Snowden triggers flood of Crapware [was: Gruveo, more secure skype?]

stef s at ctrlc.hu
Thu Jul 24 01:29:11 PDT 2014


On Thu, Jul 24, 2014 at 08:39:35AM +0200, Stephan Neuhaus wrote:
> On 2014-07-23, 23:59, stef wrote:
> > exactly this prompted me to come up with the seven rules of thumb to detect
> > snakeoil:
> > 
> >     not free software
> >     runs in a browser
> >     runs on a smartphone
> >     the user doesn't generate, or exclusively own the private encryption keys
> >     there is no threat model
> >     uses marketing-terminology like "cyber", "military-grade"
> >     neglects general sad state of host security
> > 
> 
> In order to qualify as snake oil according to this definition, do all of
> these have to be true, or is any criterion sufficient?

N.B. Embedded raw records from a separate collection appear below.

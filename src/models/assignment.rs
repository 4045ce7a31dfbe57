// src/models/assignment.rs
use serde::{Deserialize, Serialize};

/// One weighted piece of work inside a subject.
///
/// `weight` and `grade` are percentages. A missing `grade` means the
/// assignment has not been marked yet; it is serialized as an explicit
/// `null` so the wire format never depends on key presence.
#[derive(Debug, Clone, PartialEq, Serialize, Deserialize)]
pub struct Assignment {
    pub id: String,
    pub name: String,
    #[serde(default)]
    pub weight: f64,
    #[serde(default)]
    pub grade: Option<f64>,
}

impl Assignment {
    #[inline]
    #[must_use]
    pub fn new(id: impl Into<String>, name: impl Into<String>, weight: f64, grade: Option<f64>) -> Self {
        Self {
            id: id.into(),
            name: name.into(),
            weight,
            grade,
        }
    }

    #[inline]
    #[must_use]
    pub const fn is_graded(&self) -> bool {
        self.grade.is_some()
    }

    /// `false` when the weight or the grade is NaN or infinite. Such values
    /// have no JSON representation.
    #[inline]
    #[must_use]
    pub fn has_finite_values(&self) -> bool {
        self.weight.is_finite() && self.grade.is_none_or(f64::is_finite)
    }
}
// src/core/summary.rs
use crate::models::{Assignment, Subject, SubjectSummary};

/// Tolerance used when checking that assignment weights add up to 100%.
pub const WEIGHT_TOLERANCE: f64 = 0.01;

const FULL_WEIGHT: f64 = 100.0;

/// Clamps a percentage into `[0, 100]`, mapping non-finite values to 0.
#[inline]
#[must_use]
pub fn clamp_percent(value: f64) -> f64 {
    if value.is_finite() {
        value.clamp(0.0, FULL_WEIGHT)
    } else {
        0.0
    }
}

/// Grade of an assignment after clamping. Non-finite grades count as ungraded.
fn effective_grade(assignment: &Assignment) -> Option<f64> {
    assignment
        .grade
        .filter(|grade| grade.is_finite())
        .map(clamp_percent)
}

#[inline]
#[must_use]
pub fn total_weight(assignments: &[Assignment]) -> f64 {
    assignments
        .iter()
        .map(|a| clamp_percent(a.weight))
        .fold(0.0, |total, weight| total + weight)
}

#[inline]
#[must_use]
pub fn is_full_weight(total_weight: f64) -> bool {
    (total_weight - FULL_WEIGHT).abs() < WEIGHT_TOLERANCE
}

/// Returns `true` when the assignment weights add up to 100% within tolerance.
#[inline]
#[must_use]
pub fn validate_weight_total(assignments: &[Assignment]) -> bool {
    is_full_weight(total_weight(assignments))
}

/// Human-readable status line for a subject's weight total.
#[must_use]
pub fn weight_validation_message(total_weight: f64) -> String {
    if is_full_weight(total_weight) {
        return String::from("Assignment weights total 100% ✓");
    }
    if total_weight < FULL_WEIGHT {
        return format!(
            "Assignment weights currently total {total_weight:.1}% (need {:.1}% more)",
            FULL_WEIGHT - total_weight
        );
    }
    format!(
        "Assignment weights currently total {total_weight:.1}% ({:.1}% too high)",
        total_weight - FULL_WEIGHT
    )
}

/// Computes the summary of a subject.
///
/// When the weights do not add up to 100% every grade-derived figure is
/// reported as zero rather than a partial number built on a broken basis.
/// A subject only counts as complete when its weights are valid and no
/// ungraded weight remains.
#[must_use]
pub fn summarize(subject: &Subject) -> SubjectSummary {
    let total_weight = total_weight(&subject.assignments);
    let is_weight_valid = is_full_weight(total_weight);
    let weight_validation_message = weight_validation_message(total_weight);

    if !is_weight_valid {
        return SubjectSummary {
            current_total: 0.0,
            point_potential: 0.0,
            remaining_weight: 0.0,
            completed_weight: 0.0,
            total_weight,
            is_weight_valid,
            is_complete: false,
            weight_validation_message,
        };
    }

    let mut current_total = 0.0;
    let mut completed_weight = 0.0;
    let mut remaining_weight = 0.0;

    for assignment in &subject.assignments {
        let weight = clamp_percent(assignment.weight);
        match effective_grade(assignment) {
            Some(grade) => {
                current_total += grade * weight / FULL_WEIGHT;
                completed_weight += weight;
            }
            None => remaining_weight += weight,
        }
    }

    SubjectSummary {
        current_total,
        point_potential: current_total + remaining_weight,
        remaining_weight,
        completed_weight,
        total_weight,
        is_weight_valid,
        is_complete: remaining_weight == 0.0,
        weight_validation_message,
    }
}

/// Average grade needed on the remaining weight to finish at `target_grade`.
///
/// Returns `None` when the question has no meaningful answer: nothing is
/// left to grade, an input lies outside `[0, 100]`, or the target is already
/// secured. Values above 100 are returned as-is; deciding that they are out
/// of reach is left to the caller.
#[must_use]
pub fn required_grade(current_total: f64, target_grade: f64, remaining_weight: f64) -> Option<f64> {
    if remaining_weight <= 0.0 {
        return None;
    }
    let in_range = |value: f64| (0.0..=FULL_WEIGHT).contains(&value);
    if !in_range(current_total) || !in_range(target_grade) || !in_range(remaining_weight) {
        return None;
    }

    let required = (target_grade - current_total) / remaining_weight * FULL_WEIGHT;
    if !required.is_finite() || required < 0.0 {
        return None;
    }
    Some(required)
}
// src/core/codec.rs
use crate::models::{SharedState, Subject};
use anyhow::{Context as _, Result, bail};
use base64::Engine as _;
use base64::engine::general_purpose::{STANDARD, URL_SAFE_NO_PAD};
use std::string::FromUtf8Error;
use thiserror::Error;
use tracing::{debug, warn};

/// Query parameter that carries the encoded subject list.
pub const DATA_PARAM: &str = "data";

#[derive(Debug, Error)]
pub enum DecodeError {
    #[error("share token is empty")]
    Empty,
    #[error("share token is not valid base64: {0}")]
    Base64(#[from] base64::DecodeError),
    #[error("share token is not valid UTF-8: {0}")]
    Utf8(#[from] FromUtf8Error),
    #[error("share token does not hold a subject list: {0}")]
    Json(#[from] serde_json::Error),
}

/// Encodes the subject list into a URL-safe token.
///
/// Ungraded assignments are written with an explicit `"grade": null`.
///
/// # Errors
///
/// Returns an error if a weight or grade is NaN or infinite, since the
/// token could not be decoded again, or if serialization fails.
pub fn encode(subjects: &[Subject]) -> Result<String> {
    for subject in subjects {
        if let Some(assignment) = subject.non_finite_assignment() {
            bail!(
                "Cannot share subject '{}': assignment '{}' has a non-numeric weight or grade",
                subject.name,
                assignment.name
            );
        }
    }
    let state = SharedState {
        subjects: subjects.to_vec(),
    };
    let json = serde_json::to_string(&state).context("Failed to serialize subjects")?;
    Ok(URL_SAFE_NO_PAD.encode(json))
}

/// Decodes a token produced by [`encode`].
///
/// Tokens in the standard base64 alphabet (with `+`, `/` and padding) are
/// accepted too.
///
/// # Errors
///
/// Returns a [`DecodeError`] when the token is empty, is not base64, or does
/// not decode to a subjects document.
pub fn decode_token(token: &str) -> Result<Vec<Subject>, DecodeError> {
    let token = token.trim();
    if token.is_empty() {
        return Err(DecodeError::Empty);
    }

    let bytes = match URL_SAFE_NO_PAD.decode(token.trim_end_matches('=')) {
        Ok(bytes) => bytes,
        Err(_) => STANDARD.decode(token)?,
    };
    let json = String::from_utf8(bytes)?;
    let state: SharedState = serde_json::from_str(&json)?;
    Ok(state.subjects)
}

/// Restores the subject list from a query string or a full share link.
///
/// Returns `None` when there is no `data` parameter or when the token cannot
/// be decoded. Failures are logged and never propagated.
#[must_use]
pub fn decode(query: &str) -> Option<Vec<Subject>> {
    let token = query_param(query, DATA_PARAM)?;
    match decode_token(&token) {
        Ok(subjects) => {
            debug!(subjects = subjects.len(), "restored shared state");
            Some(subjects)
        }
        Err(e) => {
            warn!(error = %e, "failed to decode state from share link");
            None
        }
    }
}

/// Builds `<base>?data=<token>`, or `None` for an empty subject list.
///
/// Any query or fragment already present on `base_url` is dropped.
///
/// # Errors
///
/// Returns an error if the subject list cannot be encoded.
pub fn share_link(base_url: &str, subjects: &[Subject]) -> Result<Option<String>> {
    if subjects.is_empty() {
        return Ok(None);
    }
    let base = base_url
        .split(['?', '#'])
        .next()
        .unwrap_or(base_url);
    let token = encode(subjects)?;
    Ok(Some(format!("{base}?{DATA_PARAM}={token}")))
}

/// Looks up a query parameter, accepting either a bare query (`?a=b`, `a=b`)
/// or a full link. Empty values count as missing.
fn query_param(input: &str, key: &str) -> Option<String> {
    let query = input.split_once('?').map_or(input, |(_, query)| query);
    let query = query.split('#').next().unwrap_or(query);

    query
        .split('&')
        .map(|pair| pair.split_once('=').unwrap_or((pair, "")))
        .find(|(name, _)| urlencoding::decode(name).is_ok_and(|name| name == key))
        .and_then(|(_, value)| urlencoding::decode(value).ok())
        .map(|value| value.into_owned())
        .filter(|value| !value.is_empty())
}
// tests/integration_tests/summary_test.rs
use super::common::data_structures;
use gradecalc::{Assignment, Subject, required_grade, summarize};

fn assert_close(actual: f64, expected: f64) {
    assert!(
        (actual - expected).abs() < 1e-9,
        "expected {expected}, got {actual}"
    );
}

#[test]
fn test_end_to_end_scenario() {
    let summary = summarize(&data_structures());

    assert_close(summary.total_weight, 100.0);
    assert!(summary.is_weight_valid);
    assert_close(summary.current_total, 54.9);
    assert_close(summary.remaining_weight, 35.0);
    assert_close(summary.point_potential, 89.9);

    // Reaching 80 needs (80 - 54.9) / 35 * 100 on the final.
    let needed = required_grade(summary.current_total, 80.0, summary.remaining_weight).unwrap();
    assert_close(needed, 2510.0 / 35.0);

    // 95 would need more than a perfect final.
    let needed = required_grade(summary.current_total, 95.0, summary.remaining_weight).unwrap();
    assert!(needed > 100.0);
}

#[test]
fn test_required_grade_documented_cases() {
    assert_eq!(required_grade(70.0, 90.0, 0.0), None);
    assert_close(required_grade(50.0, 60.0, 20.0).unwrap(), 50.0);
    assert_eq!(required_grade(90.0, 60.0, 20.0), None);
}

#[test]
fn test_overweight_subject() {
    let mut subject = data_structures();
    subject
        .assignments
        .push(Assignment::new("ds-5", "Bonus", 10.0, Some(100.0)));

    let summary = summarize(&subject);
    assert!(!summary.is_weight_valid);
    assert!(!summary.is_complete);
    assert_eq!(summary.current_total, 0.0);
    assert_eq!(summary.point_potential, 0.0);
    assert_eq!(
        summary.weight_validation_message,
        "Assignment weights currently total 110.0% (10.0% too high)"
    );
}

#[test]
fn test_summarize_does_not_mutate_input() {
    let subject = Subject::new(
        "x",
        "Clamped",
        vec![Assignment::new("x1", "Odd", 250.0, Some(-3.0))],
    );
    let before = subject.clone();
    let _ = summarize(&subject);
    assert_eq!(subject, before);
}
// src/core.rs
pub mod codec;
pub mod demo;
pub mod gradebook;
pub mod input;
pub mod loader;
pub mod summary;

any is enough, but combo-bonuses are combo-bonuses.

> Because if it's "any", then this https://www.cylab.cmu.edu/safeslinger/ is
> snakeoil, which I think is unfair. (Note that I'm not saying that this is a
> secure app; I haven't looked at the code. But you can't fault the authors on
> threat modelling etc. Its only "fault" is that it runs on a smart phone.)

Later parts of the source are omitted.